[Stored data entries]
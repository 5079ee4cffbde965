//! Domain primitives, services, and ports.
//!
//! Purpose: keep the scoring engine and the credential store free of
//! transport and storage concerns. Inbound adapters translate requests into
//! these types; outbound adapters implement the traits in [`ports`].
//!
//! Public surface:
//! - Error (alias to `error::Error`) and ErrorCode for adapter mapping.
//! - TraceId for request correlation.
//! - questionnaire: catalogue, sentiment heuristic, scoring, tiering.
//! - Credentials, Username, PasswordDigest, UserAccount.
//! - CredentialService implementing the credential store driving port.

pub mod auth;
pub mod credential_service;
pub mod error;
pub mod ports;
pub mod questionnaire;
pub mod trace_id;
pub mod user;

pub use self::auth::{Credentials, CredentialsValidationError};
pub use self::credential_service::{BootstrapOutcome, CredentialService};
pub use self::error::{Error, ErrorCode, ErrorValidationError};
pub use self::trace_id::{TRACE_ID_HEADER, TraceId};
pub use self::user::{PasswordDigest, USERNAME_MAX, UserAccount, UserValidationError, Username};
//! Registered user data model.

use std::fmt;

use serde::{Deserialize, Serialize};

/// Maximum allowed length for a username, in characters.
pub const USERNAME_MAX: usize = 64;

/// Validation errors returned when constructing user values.
#[derive(Debug, Clone, PartialEq, Eq)]
pub enum UserValidationError {
    /// Username was blank once trimmed.
    EmptyUsername,
    /// Username exceeded [`USERNAME_MAX`] characters.
    UsernameTooLong {
        /// Longest accepted username.
        max: usize,
    },
    /// Stored password digest was blank.
    EmptyPasswordDigest,
}

impl fmt::Display for UserValidationError {
    fn fmt(&self, f: &mut fmt::Formatter<'_>) -> fmt::Result {
        match self {
            Self::EmptyUsername => write!(f, "username must not be empty"),
            Self::UsernameTooLong { max } => {
                write!(f, "username must be at most {max} characters")
            }
            Self::EmptyPasswordDigest => write!(f, "password digest must not be empty"),
        }
    }
}

impl std::error::Error for UserValidationError {}

/// Unique login name, trimmed of surrounding whitespace.
///
/// # Examples
/// ```
/// use risk_appetite::domain::Username;
///
/// let name = Username::new("  ada ").expect("valid username");
/// assert_eq!(name.as_ref(), "ada");
/// ```
#[derive(Debug, Clone, PartialEq, Eq, Hash, Serialize, Deserialize)]
#[serde(try_from = "String", into = "String")]
pub struct Username(String);

impl Username {
    /// Validate and construct a [`Username`].
    pub fn new(username: impl AsRef<str>) -> Result<Self, UserValidationError> {
        let trimmed = username.as_ref().trim();
        if trimmed.is_empty() {
            return Err(UserValidationError::EmptyUsername);
        }
        if trimmed.chars().count() > USERNAME_MAX {
            return Err(UserValidationError::UsernameTooLong { max: USERNAME_MAX });
        }
        Ok(Self(trimmed.to_owned()))
    }
}

impl AsRef<str> for Username {
    fn as_ref(&self) -> &str {
        self.0.as_str()
    }
}

impl fmt::Display for Username {
    fn fmt(&self, f: &mut fmt::Formatter<'_>) -> fmt::Result {
        f.write_str(self.as_ref())
    }
}

impl From<Username> for String {
    fn from(value: Username) -> Self {
        value.0
    }
}

impl TryFrom<String> for Username {
    type Error = UserValidationError;

    fn try_from(value: String) -> Result<Self, Self::Error> {
        Self::new(value)
    }
}

/// Encoded password hash in PHC string format.
///
/// The digest carries its own algorithm, parameters and salt, so it can be
/// verified without any other stored state. `Debug` never prints the value.
#[derive(Clone, PartialEq, Eq)]
pub struct PasswordDigest(String);

impl PasswordDigest {
    /// Wrap an encoded digest read from storage or produced by a hasher.
    pub fn new(encoded: impl Into<String>) -> Result<Self, UserValidationError> {
        let encoded = encoded.into();
        if encoded.trim().is_empty() {
            return Err(UserValidationError::EmptyPasswordDigest);
        }
        Ok(Self(encoded))
    }

    /// Borrow the encoded digest.
    pub fn as_str(&self) -> &str {
        self.0.as_str()
    }
}

impl fmt::Debug for PasswordDigest {
    fn fmt(&self, f: &mut fmt::Formatter<'_>) -> fmt::Result {
        f.write_str("PasswordDigest(..)")
    }
}

/// A registered account as held by the credential store.
#[derive(Debug, Clone, PartialEq, Eq)]
pub struct UserAccount {
    username: Username,
    password_digest: PasswordDigest,
}

impl UserAccount {
    /// Build an account from its validated parts.
    pub fn new(username: Username, password_digest: PasswordDigest) -> Self {
        Self {
            username,
            password_digest,
        }
    }

    /// Login name.
    pub fn username(&self) -> &Username {
        &self.username
    }

    /// Stored password hash.
    pub fn password_digest(&self) -> &PasswordDigest {
        &self.password_digest
    }
}
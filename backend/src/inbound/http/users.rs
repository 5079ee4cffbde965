//! Account handlers: registration, login, and the current-user lookup.
//!
//! ```text
//! POST /api/v1/users {"username":"ada","password":"analytical engine"}
//! POST /api/v1/login {"username":"ada","password":"analytical engine"}
//! GET /api/v1/users/me
//! ```
//!
//! A successful registration signs the new user in, so both `POST` routes
//! finish by writing the username into the session cookie.

use actix_web::{HttpResponse, get, post, web};
use serde::{Deserialize, Serialize};
use serde_json::json;
use tracing::info;

use crate::domain::{Credentials, CredentialsValidationError, Error, UserValidationError, Username};
use crate::inbound::http::ApiResult;
use crate::inbound::http::schemas::ErrorSchema;
use crate::inbound::http::session::SessionContext;
use crate::inbound::http::state::HttpState;

/// Username and password pair accepted by registration and login.
///
/// Example JSON:
/// `{"username":"ada","password":"analytical engine"}`
#[derive(Deserialize, Serialize, utoipa::ToSchema)]
#[serde(rename_all = "camelCase")]
pub struct CredentialsRequest {
    /// Login name; surrounding whitespace is ignored.
    pub username: String,
    /// Cleartext password, used verbatim.
    pub password: String,
}

impl TryFrom<CredentialsRequest> for Credentials {
    type Error = CredentialsValidationError;

    fn try_from(value: CredentialsRequest) -> Result<Self, Self::Error> {
        Self::try_from_parts(&value.username, &value.password)
    }
}

/// Signed-in account as returned to clients.
#[derive(Debug, Deserialize, Serialize, utoipa::ToSchema)]
#[serde(rename_all = "camelCase")]
pub struct UserResponse {
    /// Normalised login name.
    #[schema(example = "ada")]
    pub username: String,
}

impl From<&Username> for UserResponse {
    fn from(value: &Username) -> Self {
        Self {
            username: value.to_string(),
        }
    }
}

fn map_credentials_validation_error(err: CredentialsValidationError) -> Error {
    let (field, code) = match &err {
        CredentialsValidationError::Username(UserValidationError::UsernameTooLong { .. }) => {
            ("username", "username_too_long")
        }
        CredentialsValidationError::Username(_) => ("username", "empty_username"),
        CredentialsValidationError::EmptyPassword => ("password", "empty_password"),
    };
    Error::invalid_request(err.to_string()).with_details(json!({ "field": field, "code": code }))
}

fn parse_credentials(payload: web::Json<CredentialsRequest>) -> Result<Credentials, Error> {
    Credentials::try_from(payload.into_inner()).map_err(map_credentials_validation_error)
}

/// Create an account and sign it in.
#[utoipa::path(
    post,
    path = "/api/v1/users",
    request_body = CredentialsRequest,
    responses(
        (status = 201, description = "Account created", body = UserResponse,
            headers(("Set-Cookie" = String, description = "Session cookie"))),
        (status = 400, description = "Invalid request", body = ErrorSchema),
        (status = 409, description = "Username already registered", body = ErrorSchema),
        (status = 503, description = "Credential storage unavailable", body = ErrorSchema),
        (status = 500, description = "Internal server error", body = ErrorSchema)
    ),
    tags = ["users"],
    operation_id = "register",
    security([])
)]
#[post("/users")]
pub async fn register(
    state: web::Data<HttpState>,
    session: SessionContext,
    payload: web::Json<CredentialsRequest>,
) -> ApiResult<HttpResponse> {
    let credentials = parse_credentials(payload)?;
    state.credentials.register(&credentials).await?;
    session.persist_user(credentials.username())?;
    Ok(HttpResponse::Created().json(UserResponse::from(credentials.username())))
}

/// Check a username and password and establish a session.
#[utoipa::path(
    post,
    path = "/api/v1/login",
    request_body = CredentialsRequest,
    responses(
        (status = 200, description = "Login success", body = UserResponse,
            headers(("Set-Cookie" = String, description = "Session cookie"))),
        (status = 400, description = "Invalid request", body = ErrorSchema),
        (status = 401, description = "Invalid credentials", body = ErrorSchema),
        (status = 503, description = "Credential storage unavailable", body = ErrorSchema),
        (status = 500, description = "Internal server error", body = ErrorSchema)
    ),
    tags = ["users"],
    operation_id = "login",
    security([])
)]
#[post("/login")]
pub async fn login(
    state: web::Data<HttpState>,
    session: SessionContext,
    payload: web::Json<CredentialsRequest>,
) -> ApiResult<HttpResponse> {
    let credentials = parse_credentials(payload)?;
    if !state.credentials.validate(&credentials).await? {
        info!(username = %credentials.username(), "login rejected");
        return Err(Error::unauthorized("invalid credentials"));
    }
    session.persist_user(credentials.username())?;
    Ok(HttpResponse::Ok().json(UserResponse::from(credentials.username())))
}

/// Return the signed-in account.
#[utoipa::path(
    get,
    path = "/api/v1/users/me",
    responses(
        (status = 200, description = "Current user", body = UserResponse),
        (status = 401, description = "Login required", body = ErrorSchema)
    ),
    tags = ["users"],
    operation_id = "currentUser"
)]
#[get("/users/me")]
pub async fn current_user(session: SessionContext) -> ApiResult<web::Json<UserResponse>> {
    let username = session.require_username()?;
    Ok(web::Json(UserResponse::from(&username)))
}

#[cfg(test)]
#[path = "users_tests.rs"]
mod tests;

> _DESCRIPTION OF THE TASK_:
Looking at the entries, work out how many lines include the word "async" and give the number by itself.

> _RESPONSE TO THE TASK_:
3